There was no fear. Only infinite contempt.
“Are you here to mock me?” she asked. Her voice was like dry ice.
“Victoria…” Mauricio tried to approach, but she recoiled as if he were contagious.
“Don’t come near me. Ten years, Mauricio. Ten years without knowing if we’d eat the next day. My daughters sleeping in shelters, selling things on the street while you’re on magazine covers.”
“I didn’t know,” he whispered, falling to his knees. Yes, the great CEO knelt on the dirty prison floor. “They lied to me. My mother… the doctor… I thought they weren’t mine.
” “They were yours!” she screamed, the pain in her voice echoing off the concrete walls. “You felt them kicking! And you denied them!

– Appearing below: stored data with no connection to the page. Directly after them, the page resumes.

impl<B: Backend, T: Timer> Controller<B, T> {
    pub fn new(backend: B, timer: T, timeouts: Timeouts) -> Self {
        Self {
            backend,
            timer,
            timeouts,
            state: RefCell::new(AppState::default()),
            subscriber: RefCell::new(None),
        }
    }

    pub fn backend(&self) -> &B {
        &self.backend
    }

    /// Snapshot of the current state.
    pub fn state(&self) -> AppState {
        self.state.borrow().clone()
    }

    /// Registers the single listener called after every state change.
    pub fn subscribe(&self, subscriber: impl Fn(&AppState) + 'static) {
        *self.subscriber.borrow_mut() = Some(Box::new(subscriber));
    }

    pub fn unsubscribe(&self) {
        self.subscriber.borrow_mut().take();
    }

    fn dispatch(&self, event: StateEvent) {
        let snapshot = {
            let mut state = self.state.borrow_mut();
            state.apply(event);
            state.clone()
        };
        if let Some(subscriber) = self.subscriber.borrow().as_ref() {
            subscriber(&snapshot);
        }
    }

    fn fail(&self, message: String) {
        self.dispatch(StateEvent::Failed(message));
    }

    fn current_user(&self) -> Option<User> {
        self.state.borrow().user().cloned()
    }

    async fn bounded<F, R>(&self, call: F, limit: Duration, what: &'static str) -> BackendResult<R>
    where
        F: Future<Output = BackendResult<R>>,
    {
        let sleep = self.timer.sleep(limit);
        pin_mut!(call);
        pin_mut!(sleep);
        match select(call, sleep).await {
            Either::Left((result, _)) => result,
            Either::Right(((), _)) => Err(BackendError::Timeout(what)),
        }
    }

    /// Looks up an existing session and loads data when one is found.
    pub async fn check_session(&self) {
        info!("checking current session");
        self.dispatch(StateEvent::SessionCheckStarted);

        let lookup = self
            .bounded(
                self.backend.get_session(),
                self.timeouts.session_check,
                "Session check",
            )
            .await;

        match lookup {
            Ok(Some(session)) => self.establish(session).await,
            Ok(None) => {
                info!("no active session");
                self.dispatch(StateEvent::SignedOut);
            }
            Err(BackendError::Timeout(_)) => {
                warn!("session check timed out");
                self.dispatch(StateEvent::SessionTimedOut);
            }
            Err(err) if err.is_session_expired() => self.expire_session(&err).await,
            Err(err) => {
                error!(error = %err, "session check failed");
                self.dispatch(StateEvent::SessionCheckFailed(err.to_string()));
            }
        }
    }

    pub async fn sign_in(&self, email: &str, password: &str) -> Result<(), ControllerError> {
        info!("attempting sign in");
        let attempt = self
            .bounded(
                self.backend.sign_in(email.trim(), password),
                self.timeouts.sign_in,
                "Sign in",
            )
            .await;

        match attempt {
            Ok(session) => {
                self.establish(session).await;
                Ok(())
            }
            Err(err) => {
                error!(error = %err, "sign in failed");
                self.fail(format!("Sign in failed: {}", err));
                Err(err.into())
            }
        }
    }

    pub async fn sign_out(&self) {
        info!("signing out");
        if let Err(err) = self.backend.sign_out().await {
            error!(error = %err, "sign out failed");
        }
        self.dispatch(StateEvent::SignedOut);
    }

    /// Handles a session change reported by the backend, e.g. a sign-in or
    /// sign-out in another tab.
    pub async fn on_session_change(&self, session: Option<Session>) {
        match session {
            Some(session) => {
                let same_user = self.current_user().is_some_and(|u| u.id == session.user.id);
                if !same_user {
                    self.establish(session).await;
                }
            }
            None => self.dispatch(StateEvent::SignedOut),
        }
    }

    /// Drops a session whose token the backend no longer accepts.
    async fn expire_session(&self, err: &BackendError) {
        warn!(error = %err, "session expired");
        if let Err(err) = self.backend.sign_out().await {
            warn!(error = %err, "failed to clear expired session");
        }
        self.dispatch(StateEvent::SessionExpired);
    }

    /// Puts a failed call in the error slot, or signs out when the failure
    /// was a rejected token.
    async fn report_failure(&self, what: &str, err: &BackendError) {
        if err.is_session_expired() {
            self.expire_session(err).await;
        } else {
            self.fail(format!("{}: {}", what, err));
        }
    }

    async fn establish(&self, session: Session) {
        info!(user_id = %session.user.id, "session established");
        self.dispatch(StateEvent::SignedIn(session.user));
        self.load_data().await;
    }

    pub async fn load_data(&self) {
        futures::join!(self.refresh_clients(), self.refresh_audit_log());
    }

    async fn fetch<R: DeserializeOwned>(&self, table: Table, query: Query, what: &'static str) -> BackendResult<Vec<R>> {
        let rows = self
            .bounded(self.backend.select(table, &query), self.timeouts.query, what)
            .await?;
        rows.into_iter()
            .map(|row| serde_json::from_value(row).map_err(BackendError::from))
            .collect()
    }

    async fn report_fetch_error(&self, table: Table, label: &str, err: BackendError) {
        if err.is_missing_table() {
            warn!(table = table.as_str(), error = %err, "table is not provisioned yet");
            return;
        }
        error!(table = table.as_str(), error = %err, "fetch failed");
        self.report_failure(&format!("Failed to load {}", label), &err)
            .await;
    }

    pub async fn refresh_clients(&self) {
        match self
            .fetch::<Client>(Table::Clients, Query::newest_first(), "Clients query")
            .await
        {
            Ok(clients) => {
                info!(count = clients.len(), "loaded clients");
                self.dispatch(StateEvent::ClientsLoaded(clients));
            }
            Err(err) => {
                self.report_fetch_error(Table::Clients, "clients", err)
                    .await
            }
        }
    }

    pub async fn refresh_audit_log(&self) {
        match self
            .fetch::<AuditLogEntry>(Table::AuditLog, Query::newest_first(), "Audit log query")
            .await
        {
            Ok(entries) => {
                info!(count = entries.len(), "loaded audit log entries");
                self.dispatch(StateEvent::AuditLogLoaded(entries));
            }
            Err(err) => {
                self.report_fetch_error(Table::AuditLog, "audit log", err)
                    .await
            }
        }
    }

    /// Comment thread for one client, oldest first. Failures yield an empty
    /// thread.
    pub async fn load_comments(&self, client_id: &str) -> Vec<ClientComment> {
        let query = Query::new()
            .eq("client_id", client_id)
            .order_by("created_at", SortOrder::Ascending);
        match self
            .fetch::<ClientComment>(Table::ClientComments, query, "Comments query")
            .await
        {
            Ok(comments) => {
                info!(client_id, count = comments.len(), "loaded comments");
                comments
            }
            Err(err) => {
                error!(client_id, error = %err, "failed to load comments");
                if err.is_session_expired() {
                    self.expire_session(&err).await;
                }
                Vec::new()
            }
        }
    }

    fn require_user(&self) -> Result<User, ControllerError> {
        self.current_user().ok_or_else(|| {
            self.fail(ControllerError::NotAuthenticated.to_string());
            ControllerError::NotAuthenticated
        })
    }

    async fn record_audit(&self, entry: NewAuditEntry) {
        let action = entry.action.clone();
        let written = match serde_json::to_value(&entry) {
            Ok(row) => self.backend.insert(Table::AuditLog, row).await.map(|_| ()),
            Err(err) => Err(err.into()),
        };
        if let Err(err) = written {
            warn!(action = action.as_str(), error = %err, "audit log write failed");
        }
    }

    pub async fn save_client(&self, request: SaveRequest) -> Result<(), ControllerError> {
        let user = self.require_user()?;
        info!(name = %request.name, new = request.target.is_new(), "saving client");

        let now = Utc::now();
        let mut record = ClientRecord {
            name: request.name.clone(),
            status: request.status.clone(),
            sso_systems: request.sso_systems.clone(),
            hr_integrations: request.hr_integrations.clone(),
            tenants: request.tenants.clone(),
            tmcs: request.tmcs.clone(),
            notes: request.notes.clone(),
            comments: request.comments.clone(),
            user_id: user.id.clone(),
            created_at: None,
            updated_at: now,
        };

        let written: BackendResult<Option<String>> = match &request.target {
            SaveTarget::Existing(id) => match serde_json::to_value(&record) {
                Ok(patch) => self
                    .backend
                    .update(Table::Clients, id, patch)
                    .await
                    .map(|_| Some(id.clone())),
                Err(err) => Err(err.into()),
            },
            SaveTarget::New => {
                record.created_at = Some(now);
                match serde_json::to_value(&record) {
                    Ok(row) => self
                        .backend
                        .insert(Table::Clients, row)
                        .await
                        .map(|stored| inserted_id(&stored)),
                    Err(err) => Err(err.into()),
                }
            }
        };

        let client_id = match written {
            Ok(id) => id,
            Err(err) => {
                error!(error = %err, "failed to save client");
                self.report_failure("Failed to save client", &err).await;
                return Err(err.into());
            }
        };
        info!(client_id = client_id.as_deref().unwrap_or(""), "client saved");

        self.record_audit(audit::client_saved(&request, client_id, &user, now))
            .await;
        self.load_data().await;
        Ok(())
    }

    pub async fn delete_client(&self, client_id: &str) -> Result<(), ControllerError> {
        let user = self.require_user()?;
        let removed = self.state.borrow().client(client_id).cloned();
        info!(client_id, "deleting client");

        // Written first so the summary still describes a row that exists.
        self.record_audit(audit::client_deleted(client_id, removed.as_ref(), &user, Utc::now()))
            .await;

        if let Err(err) = self.backend.delete(Table::Clients, client_id).await {
            error!(client_id, error = %err, "failed to delete client");
            self.report_failure("Failed to delete client", &err).await;
            return Err(err.into());
        }

        info!(client_id, "client deleted");
        self.load_data().await;
        Ok(())
    }

    /// Appends to a client's comment thread. Blank text does nothing.
    pub async fn add_comment(&self, client_id: &str, text: &str) -> Result<(), ControllerError> {
        let text = text.trim();
        if text.is_empty() {
            return Ok(());
        }
        let user = self.require_user()?;
        info!(client_id, "adding comment");

        let now = Utc::now();
        let comment = NewClientComment {
            client_id: client_id.to_string(),
            comment: text.to_string(),
            user_id: user.id.clone(),
            user_email: user.email.clone(),
            created_at: now,
        };
        let written = match serde_json::to_value(&comment) {
            Ok(row) => self.backend.insert(Table::ClientComments, row).await.map(|_| ()),
            Err(err) => Err(err.into()),
        };
        if let Err(err) = written {
            error!(client_id, error = %err, "failed to add comment");
            self.report_failure("Failed to add comment", &err).await;
            return Err(err.into());
        }

        self.record_audit(audit::comment_added(client_id, text, &user, now))
            .await;
        self.refresh_audit_log().await;
        Ok(())
    }

    pub fn dismiss_error(&self) {
        self.dispatch(StateEvent::ErrorDismissed);
    }
}
//! Application state and its reducer
//!
//! [`AppState`] is only ever changed through [`AppState::apply`]. The
//! controller performs I/O and feeds the outcomes in as [`StateEvent`]s; the
//! views render snapshots.

use std::rc::Rc;

use crate::{AuditLogEntry, Client, User};

pub const SESSION_TIMEOUT_MESSAGE: &str = "Connection timeout - please try logging in";
pub const SESSION_CHECK_FAILED_MESSAGE: &str = "Authentication check failed - please try logging in";
pub const SESSION_EXPIRED_MESSAGE: &str = "Session expired - please log in again";

#[derive(Debug, Clone, Default, PartialEq, Eq)]
pub enum SessionState {
    #[default]
    Unauthenticated,
    Checking,
    Authenticated(User),
    Failed(String),
}

impl SessionState {
    pub fn user(&self) -> Option<&User> {
        match self {
            SessionState::Authenticated(user) => Some(user),
            _ => None,
        }
    }

    pub fn is_checking(&self) -> bool {
        matches!(self, SessionState::Checking)
    }
}

#[derive(Debug, Clone, PartialEq, Eq)]
pub enum StateEvent {
    SessionCheckStarted,
    SignedIn(User),
    SignedOut,
    SessionCheckFailed(String),
    SessionTimedOut,
    /// The backend rejected the token of an established session.
    SessionExpired,
    ClientsLoaded(Vec<Client>),
    AuditLogLoaded(Vec<AuditLogEntry>),
    Failed(String),
    ErrorDismissed,
}

#[derive(Debug, Clone, Default, PartialEq, Eq)]
pub struct AppState {
    pub session: SessionState,
    pub clients: Rc<Vec<Client>>,
    pub audit_log: Rc<Vec<AuditLogEntry>>,
    /// The single user-visible error slot.
    pub error: Option<String>,
}

impl AppState {
    pub fn user(&self) -> Option<&User> {
        self.session.user()
    }

    pub fn client(&self, id: &str) -> Option<&Client> {
        self.clients.iter().find(|client| client.id == id)
    }

    fn sign_out(&mut self) {
        self.session = SessionState::Unauthenticated;
        self.clients = Rc::default();
        self.audit_log = Rc::default();
    }

    pub fn apply(&mut self, event: StateEvent) {
        match event {
            StateEvent::SessionCheckStarted => {
                self.session = SessionState::Checking;
            }
            StateEvent::SignedIn(user) => {
                self.session = SessionState::Authenticated(user);
                self.error = None;
            }
            StateEvent::SignedOut => {
                self.sign_out();
                self.error = None;
            }
            StateEvent::SessionExpired => {
                self.sign_out();
                self.error = Some(SESSION_EXPIRED_MESSAGE.to_string());
            }
            StateEvent::SessionCheckFailed(reason) => {
                self.session = SessionState::Failed(reason);
                self.error = Some(SESSION_CHECK_FAILED_MESSAGE.to_string());
            }
            StateEvent::SessionTimedOut => {
                self.session = SessionState::Unauthenticated;
                self.error = Some(SESSION_TIMEOUT_MESSAGE.to_string());
            }
            StateEvent::ClientsLoaded(clients) => {
                self.clients = Rc::new(clients);
            }
            StateEvent::AuditLogLoaded(entries) => {
                self.audit_log = Rc::new(entries);
            }
            StateEvent::Failed(message) => {
                self.error = Some(message);
            }
            StateEvent::ErrorDismissed => {
                self.error = None;
            }
        }
    }
}
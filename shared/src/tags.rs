use crate::Tag;

/// Editing state for one tag collection: the pending input plus the tags.
#[derive(Debug, Clone, Default, PartialEq, Eq)]
pub struct TagEditor {
    input: String,
    tags: Vec<Tag>,
}

impl TagEditor {
    pub fn new() -> Self {
        Self::default()
    }

    pub fn from_tags(tags: Vec<Tag>) -> Self {
        Self {
            input: String::new(),
            tags,
        }
    }

    pub fn input(&self) -> &str {
        &self.input
    }

    pub fn set_input(&mut self, input: impl Into<String>) {
        self.input = input.into();
    }

    pub fn tags(&self) -> &[Tag] {
        &self.tags
    }

    pub fn into_tags(self) -> Vec<Tag> {
        self.tags
    }

    /// Appends the trimmed input as a new tag and clears the input.
    /// Blank input changes nothing.
    pub fn confirm(&mut self) -> bool {
        let value = self.input.trim();
        if value.is_empty() {
            return false;
        }
        self.tags.push(Tag::new(value));
        self.input.clear();
        true
    }

    pub fn remove(&mut self, index: usize) -> Option<Tag> {
        (index < self.tags.len()).then(|| self.tags.remove(index))
    }

    pub fn set_comment(&mut self, index: usize, comment: impl Into<String>) -> bool {
        match self.tags.get_mut(index) {
            Some(tag) => {
                tag.comment = comment.into();
                true
            }
            None => false,
        }
    }
}

#[cfg(test)]
mod tests {
    use super::*;

    #[test]
    fn test_add_then_remove() {
        let mut editor = TagEditor::new();
        editor.set_input("Okta");
        assert!(editor.confirm());
        assert_eq!(
            editor.tags(),
            &[Tag {
                value: "Okta".to_string(),
                comment: String::new()
            }]
        );
        assert_eq!(editor.input(), "");

        assert_eq!(editor.remove(0), Some(Tag::new("Okta")));
        assert!(editor.tags().is_empty());
    }

    #[test]
    fn test_blank_input_is_ignored() {
        let mut editor = TagEditor::new();
        editor.set_input("   ");
        assert!(!editor.confirm());
        assert!(editor.tags().is_empty());
        assert_eq!(editor.input(), "   ");
    }

    #[test]
    fn test_input_is_trimmed_and_duplicates_kept() {
        let mut editor = TagEditor::new();
        editor.set_input("  Workday ");
        editor.confirm();
        editor.set_input("Workday");
        editor.confirm();
        let values: Vec<_> = editor.tags().iter().map(|t| t.value.as_str()).collect();
        assert_eq!(values, vec!["Workday", "Workday"]);
    }

    #[test]
    fn test_remove_shifts_and_ignores_out_of_range() {
        let mut editor =
            TagEditor::from_tags(vec![Tag::new("a"), Tag::new("b"), Tag::new("c")]);
        assert_eq!(editor.remove(1), Some(Tag::new("b")));
        assert_eq!(editor.tags(), &[Tag::new("a"), Tag::new("c")]);
        assert_eq!(editor.remove(5), None);
        assert_eq!(editor.tags().len(), 2);
    }

    #[test]
    fn test_comment_edit_touches_one_entry() {
        let mut editor = TagEditor::from_tags(vec![Tag::new("Okta"), Tag::new("Ping")]);
        assert!(editor.set_comment(1, "SAML only"));
        assert_eq!(editor.tags()[0], Tag::new("Okta"));
        assert_eq!(editor.tags()[1].value, "Ping");
        assert_eq!(editor.tags()[1].comment, "SAML only");
        assert!(!editor.set_comment(2, "nope"));
    }
}
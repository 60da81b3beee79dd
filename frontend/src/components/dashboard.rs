use crm_shared::AuditLogEntry;
use crm_shared::stats::ChartSlice;
use yew::prelude::*;

use crate::utils::format_timestamp;

#[derive(Properties, PartialEq)]
pub struct MetricCardProps {
    pub title: String,
    pub value: String,
    pub color: &'static str,
    pub breakdown_title: &'static str,
    pub breakdown: Vec<ChartSlice>,
}

/// Headline number; hovering reveals the series behind it.
#[function_component(MetricCard)]
pub fn metric_card(props: &MetricCardProps) -> Html {
    let hovered = use_state(|| false);

    let (bg_color, text_color) = match props.color {
        "blue" => ("bg-blue-500/20", "text-blue-400"),
        "green" => ("bg-green-500/20", "text-green-400"),
        "purple" => ("bg-purple-500/20", "text-purple-400"),
        "yellow" => ("bg-yellow-500/20", "text-yellow-400"),
        "orange" => ("bg-orange-500/20", "text-orange-400"),
        _ => ("bg-gray-500/20", "text-gray-400"),
    };

    let onmouseenter = {
        let hovered = hovered.clone();
        Callback::from(move |_: MouseEvent| hovered.set(true))
    };
    let onmouseleave = {
        let hovered = hovered.clone();
        Callback::from(move |_: MouseEvent| hovered.set(false))
    };

    html! {
        <div class="relative bg-gray-800 rounded-lg border border-gray-700 p-4" {onmouseenter} {onmouseleave}>
            <div class={format!("inline-block px-2 py-1 rounded {}", bg_color)}>
                <p class={format!("text-sm {}", text_color)}>{&props.title}</p>
            </div>
            <p class="mt-3 text-2xl font-bold text-white truncate">{&props.value}</p>

            if *hovered {
                <div class="absolute left-0 top-full mt-2 w-72 bg-gray-900 border border-gray-700 rounded-lg shadow-lg p-4 z-40">
                    <p class="text-sm font-medium text-gray-300 mb-3">{props.breakdown_title}</p>
                    <BreakdownBars slices={props.breakdown.clone()} empty_label="Nothing recorded" />
                </div>
            }
        </div>
    }
}

#[derive(Properties, PartialEq)]
pub struct BreakdownBarsProps {
    pub slices: Vec<ChartSlice>,
    pub empty_label: &'static str,
}

#[function_component(BreakdownBars)]
pub fn breakdown_bars(props: &BreakdownBarsProps) -> Html {
    if props.slices.is_empty() {
        return html! { <p class="text-sm text-gray-400">{props.empty_label}</p> };
    }

    html! {
        <div class="space-y-3">
            { for props.slices.iter().map(|slice| html! {
                <div>
                    <div class="flex items-center justify-between text-sm">
                        <span class="flex items-center space-x-2 text-gray-300">
                            <span class="w-2 h-2 rounded-full" style={format!("background-color: {};", slice.color)}></span>
                            <span>{&slice.name}</span>
                        </span>
                        <span class="text-gray-400">{format!("{} ({:.0}%)", slice.value, slice.percentage)}</span>
                    </div>
                    <div class="mt-1 h-2 bg-gray-700 rounded">
                        <div class="h-2 rounded" style={format!("width: {:.1}%; background-color: {};", slice.percentage, slice.color)}></div>
                    </div>
                </div>
            }) }
        </div>
    }
}

#[derive(Properties, PartialEq)]
pub struct ActivityRowProps {
    pub entry: AuditLogEntry,
}

#[function_component(ActivityRow)]
pub fn activity_row(props: &ActivityRowProps) -> Html {
    let entry = &props.entry;
    html! {
        <div class="px-4 py-3">
            <div class="flex items-center justify-between">
                <span class="text-white text-sm font-medium">{entry.action.as_str()}</span>
                <span class="text-gray-500 text-xs">{format_timestamp(entry.created_at)}</span>
            </div>
            <p class="text-gray-400 text-sm truncate">{&entry.new_value}</p>
            <p class="text-gray-500 text-xs">{entry.user_email.clone().unwrap_or_default()}</p>
        </div>
    }
}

” “I know. And there isn’t enough time in my life to ask for your forgiveness. But I’m here now. I’m going to get you out. Today. And the girls… I saw them. They have my eyes, Victoria. They have your eyes.”
Victoria looked at him, trembling. The wall of hatred she had built to survive began to crack, revealing her raw exhaustion.
“They think their father is dead,” she said with necessary cruelty. “I told them he was a good man who went to heaven. I couldn’t tell them that their father was a monster who threw us out onto the street. If you come into their lives again, Mauricio, and hurt them again, I swear I’ll kill you.”
—I won’t. I swear on my life.
Mauricio’s money machine kicked into gear. What would take an ordinary citizen years, took him hours. Lawyers found irregularities in Victoria’s case, paid bail, and pulled strings. Before sunset, Victoria walked toward the exit, carrying a plastic bag with her few belongings.